I’m afraid I’m not very familiar with S3 replication so I can’t give a full, working example. However, based on the example you shared I think you could extend what I wrote in my previous comment to include running the put-bucket-replication CLI command by adding a null_resource resource like this:

resource "null_resource" "s3_replication" {
  for_each = aws_s3_bucket.mybucket

  triggers = {
    # The provisioner command must re-run
    # whenever the rules are changed.
    config = local_file.example.content
    config_file = local_file.experiment.filename
  }

  provisioner "local-exec" {
    command = "sleep 5 && aws s3api put-bucket-replication --bucket=${each.value.bucket} --replication-configuration=file://${self.triggers.config_file}"
  }
}

The other thing I see in your new example is that you have two aws_s3_bucket resources because each one belongs to a different provider configuration. Again, I’m not at all familiar with S3 replication so I’m not sure what the requirements are, but if you need to run the aws s3api put-bucket-replication command for all of the mybucket1 instances and all of the dr_bucket instances then you can collect them all together into a single map like this:

locals {
  all_buckets = merge(
    { for k, b in aws_s3_bucket.mybucket1 : "${k}:primary" => b },
    { for k, b in aws_s3_bucket.dr_bucket : "${k}:replica" => b },
  )
}

The above declares a value local.all_buckets which includes both the primary and replica buckets.
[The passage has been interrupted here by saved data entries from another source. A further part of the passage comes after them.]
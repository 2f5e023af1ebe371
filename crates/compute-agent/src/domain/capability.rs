//! Host capability descriptor
//!
//! Parses the `key:value` entries an operator configures for a host into the map of
//! capabilities the host advertises to the scheduler (`cpu_arch`, `xpu_arch`,
//! `gpus`, `ib_bus`, custom tags, ...).

use std::collections::BTreeMap;
use std::str::FromStr;

use thiserror::Error;

/// Errors raised while parsing capability entries or values derived from them.
#[derive(Debug, Error, PartialEq, Eq)]
pub enum CapabilityError {
    #[error("capability entry `{entry}` is not of the form key:value")]
    MissingSeparator { entry: String },

    #[error("capability entry `{entry}` has an empty key")]
    EmptyKey { entry: String },

    #[error("capability `{key}` is required but not configured")]
    MissingKey { key: String },

    #[error("capability `{key}` has invalid value `{value}`: {reason}")]
    InvalidValue {
        key: String,
        value: String,
        reason: String,
    },
}

/// Immutable key/value capabilities advertised by this host.
#[derive(Debug, Clone, Default, PartialEq, Eq)]
pub struct CapabilityDescriptor {
    entries: BTreeMap<String, String>,
}

impl CapabilityDescriptor {
    /// Parse `key:value` entries.
    ///
    /// The first colon separates key from value, so values may contain colons.
    /// Both sides are trimmed and the last occurrence of a duplicate key wins.
    ///
    /// # Errors
    ///
    /// - [`CapabilityError::MissingSeparator`] if an entry has no colon
    /// - [`CapabilityError::EmptyKey`] if an entry has nothing before the colon
    pub fn parse<I, S>(entries: I) -> Result<Self, CapabilityError>
    where
        I: IntoIterator<Item = S>,
        S: AsRef<str>,
    {
        let mut parsed = BTreeMap::new();
        for entry in entries {
            let entry = entry.as_ref();
            if entry.trim().is_empty() {
                continue;
            }
            let (key, value) =
                entry
                    .split_once(':')
                    .ok_or_else(|| CapabilityError::MissingSeparator {
                        entry: entry.to_string(),
                    })?;
            let key = key.trim();
            if key.is_empty() {
                return Err(CapabilityError::EmptyKey {
                    entry: entry.to_string(),
                });
            }
            parsed.insert(key.to_string(), value.trim().to_string());
        }
        Ok(Self { entries: parsed })
    }

    pub fn get(&self, key: &str) -> Option<&str> {
        self.entries.get(key).map(String::as_str)
    }

    pub fn contains(&self, key: &str) -> bool {
        self.entries.contains_key(key)
    }

    /// Parse the value under `key`, `None` when the key is absent.
    pub fn parse_value<T>(&self, key: &str) -> Result<Option<T>, CapabilityError>
    where
        T: FromStr,
        T::Err: std::fmt::Display,
    {
        self.get(key)
            .map(|value| {
                value
                    .parse::<T>()
                    .map_err(|e| CapabilityError::InvalidValue {
                        key: key.to_string(),
                        value: value.to_string(),
                        reason: e.to_string(),
                    })
            })
            .transpose()
    }

    pub fn iter(&self) -> impl Iterator<Item = (&str, &str)> {
        self.entries.iter().map(|(k, v)| (k.as_str(), v.as_str()))
    }

    pub fn as_map(&self) -> &BTreeMap<String, String> {
        &self.entries
    }

    pub fn is_empty(&self) -> bool {
        self.entries.is_empty()
    }
}
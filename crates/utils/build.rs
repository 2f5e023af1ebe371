use std::env;

fn main() {
    if let Err(err) = emit_git_variables() {
        println!("cargo:warning=vergen: {err}");
    }

    let version = env::var("VERSION").unwrap_or_else(|_| "latest".to_string());
    println!("cargo:rustc-env=IMAGE_VERSION={version}");
}

fn emit_git_variables() -> anyhow::Result<()> {
    let mut builder = vergen_git2::Git2Builder::default();

    builder.sha(true);
    builder.dirty(true);

    let git2 = builder.build()?;

    vergen_git2::Emitter::default()
        .add_instructions(&git2)?
        .emit()
}
impl PciPassthroughRegistry {
    pub fn new(
        host: impl Into<String>,
        config: impl Into<String>,
        store: Arc<dyn PciDeviceStore>,
    ) -> Self {
        Self {
            host: host.into(),
            config: config.into(),
            store,
            state: Mutex::new(SyncState::default()),
        }
    }

    fn lock(&self) -> MutexGuard<'_, SyncState> {
        self.state
            .lock()
            .unwrap_or_else(|poisoned| poisoned.into_inner())
    }

    /// Check the configured device list without touching the store.
    pub fn validate(&self) -> Result<Vec<PciDeviceRecord>, PciConfigError> {
        validate_and_parse(&self.config, &self.host)
    }

    /// Bring the store in line with the configured devices.
    ///
    /// The first call resets the host's records. Later calls with `init_once` only
    /// retry devices that were busy before. The configuration is validated before
    /// anything is destroyed, so an invalid list registers nothing.
    ///
    /// # Errors
    ///
    /// - [`PciSyncError::Config`] if the device list is invalid
    /// - [`PciSyncError::Store`] if the store fails to destroy or create records
    pub fn sync(
        &self,
        compute_node_id: &str,
        init_once: bool,
    ) -> Result<SyncReport, Report<PciSyncError>> {
        let mut state = self.lock();

        if state.initialized && init_once {
            let pending = std::mem::take(&mut state.pending);
            if pending.is_empty() {
                return Ok(SyncReport::default());
            }
            return self.create_all(&mut state, compute_node_id, pending, 0);
        }

        let records = self.validate().change_context(PciSyncError::Config)?;
        let destroyed = self
            .store
            .destroy_all_on_host(&self.host)
            .change_context(PciSyncError::Store)?;
        state.pending.clear();
        let report = self.create_all(&mut state, compute_node_id, records, destroyed)?;
        state.initialized = true;
        Ok(report)
    }

    fn create_all(
        &self,
        state: &mut SyncState,
        compute_node_id: &str,
        records: Vec<PciDeviceRecord>,
        destroyed: usize,
    ) -> Result<SyncReport, Report<PciSyncError>> {
        let mut report = SyncReport {
            destroyed,
            ..SyncReport::default()
        };
        let mut records = records.into_iter();
        while let Some(record) = records.next() {
            match self.store.create(compute_node_id, &record) {
                Ok(CreateOutcome::Created) => report.created += 1,
                Ok(CreateOutcome::Busy) => {
                    info!(
                        address = %record.address,
                        label = %record.label,
                        "PCI device is busy, deferring registration"
                    );
                    state.pending.push(record);
                }
                Err(e) => {
                    // Unattempted records stay pending too.
                    state.pending.push(record);
                    state.pending.extend(records);
                    report.deferred = state.pending.len();
                    return Err(e.change_context(PciSyncError::Store));
                }
            }
        }
        report.deferred = state.pending.len();
        Ok(report)
    }

    /// Free devices whose owner is no longer a live instance.
    ///
    /// Run before the first sync of a restarted agent, so devices of instances that
    /// vanished while the agent was down become registrable again and devices of live
    /// instances stay busy. Returns how many owners were cleared.
    pub fn release_dead_owners(&self, live_instance_ids: &HashSet<String>) -> usize {
        let _guard = self.lock();
        let mut released = 0;
        for device in self.registered() {
            let Some(owner) = device.instance_id.as_deref() else {
                continue;
            };
            if live_instance_ids.contains(owner) {
                continue;
            }
            let address = device.record.address.to_string();
            match self.store.set_owner(&self.host, &address, None) {
                Ok(()) => {
                    info!(
                        target: "allocation",
                        kind = "pci",
                        instance_id = owner,
                        address = %address,
                        "released PCI device of dead instance"
                    );
                    released += 1;
                }
                Err(report) => {
                    error!(address = %address, "failed to release PCI device of dead instance: {report:?}")
                }
            }
        }
        released
    }

    /// Devices that failed to register because they were busy.
    pub fn pending(&self) -> Vec<PciDeviceRecord> {
        self.lock().pending.clone()
    }

    fn registered(&self) -> Vec<RegisteredPciDevice> {
        match self.store.list_on_host(&self.host) {
            Ok(devices) => devices,
            Err(report) => {
                error!(host = %self.host, "failed to list PCI devices: {report:?}");
                Vec::new()
            }
        }
    }

    /// Labels of unowned devices, one per device, sorted.
    pub fn free_labels(&self) -> Vec<String> {
        let mut labels: Vec<String> = self
            .registered()
            .into_iter()
            .filter(|d| d.instance_id.is_none())
            .map(|d| d.record.label)
            .collect();
        labels.sort();
        labels
    }

    /// Give the instance one free device per requested label. Labels may repeat.
    ///
    /// Either every label is satisfied or nothing is claimed.
    pub fn claim(
        &self,
        instance_id: &str,
        labels: &[String],
    ) -> Result<Vec<PciDeviceInfo>, AllocationError> {
        if labels.is_empty() {
            return Ok(Vec::new());
        }
        let _guard = self.lock();

        let mut free: Vec<RegisteredPciDevice> = self
            .store
            .list_on_host(&self.host)
            .map_err(|report| AllocationError::Unavailable {
                message: format!("cannot list PCI devices: {report}"),
            })?
            .into_iter()
            .filter(|d| d.instance_id.is_none())
            .collect();
        free.sort_by_key(|d| d.record.address);

        let mut chosen = Vec::with_capacity(labels.len());
        for label in labels {
            let Some(pos) = free.iter().position(|d| &d.record.label == label) else {
                warn!(
                    target: "allocation",
                    instance_id,
                    label = %label,
                    "no free PCI device for label"
                );
                return Err(AllocationError::PciDeviceUnavailable {
                    label: label.clone(),
                });
            };
            chosen.push(free.remove(pos).record);
        }

        let mut claimed: Vec<PciDeviceInfo> = Vec::with_capacity(chosen.len());
        for record in &chosen {
            let address = record.address.to_string();
            if let Err(report) = self.store.set_owner(&self.host, &address, Some(instance_id)) {
                // The store may have taken the owner before failing to persist it.
                let attempted = claimed.iter().map(|d| d.address.as_str()).chain([address.as_str()]);
                for done in attempted {
                    if let Err(report) = self.store.set_owner(&self.host, done, None) {
                        error!(address = %done, "failed to roll back PCI claim: {report:?}");
                    }
                }
                return Err(AllocationError::Unavailable {
                    message: format!("cannot claim PCI device {address}: {report}"),
                });
            }
            claimed.push(PciDeviceInfo {
                label: record.label.clone(),
                address,
            });
        }

        info!(
            target: "allocation",
            kind = "pci",
            instance_id,
            devices = ?claimed,
            "claimed PCI devices"
        );
        Ok(claimed)
    }

    /// Free every device the instance owns. Returns how many were freed.
    pub fn release(&self, instance_id: &str) -> usize {
        let _guard = self.lock();
        let mut released = 0;
        for device in self.registered() {
            if device.instance_id.as_deref() != Some(instance_id) {
                continue;
            }
            let address = device.record.address.to_string();
            match self.store.set_owner(&self.host, &address, None) {
                Ok(()) => released += 1,
                Err(report) => {
                    error!(instance_id, address = %address, "failed to release PCI device: {report:?}")
                }
            }
        }
        if released > 0 {
            info!(target: "allocation", kind = "pci", instance_id, released, "released PCI devices");
        }
        released
    }

    pub fn entries(&self) -> Vec<AllocationEntry<PciDeviceInfo>> {
        let mut by_instance: BTreeMap<String, Vec<PciDeviceInfo>> = BTreeMap::new();
        for device in self.registered() {
            if let Some(owner) = device.instance_id {
                by_instance.entry(owner).or_default().push(PciDeviceInfo {
                    label: device.record.label,
                    address: device.record.address.to_string(),
                });
            }
        }
        by_instance
            .into_iter()
            .map(|(instance_id, handles)| AllocationEntry {
                instance_id,
                handles,
            })
            .collect()
    }
}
You could then use local.all_buckets in the for_each of another resource to create one instance of it per bucket across both types of bucket. For example, to run the AWS CLI command for all buckets:

resource "null_resource" "s3_replication" {
  for_each = local.all_buckets

  # ... and then the rest, unchanged
}

Unfortunately I can’t give a more specific or complete example than these with my lacking knowledge of this API. Hopefully someone else reading the forum who has more familiarity with S3 replication may be able to help with more specifics using the above as a starting point.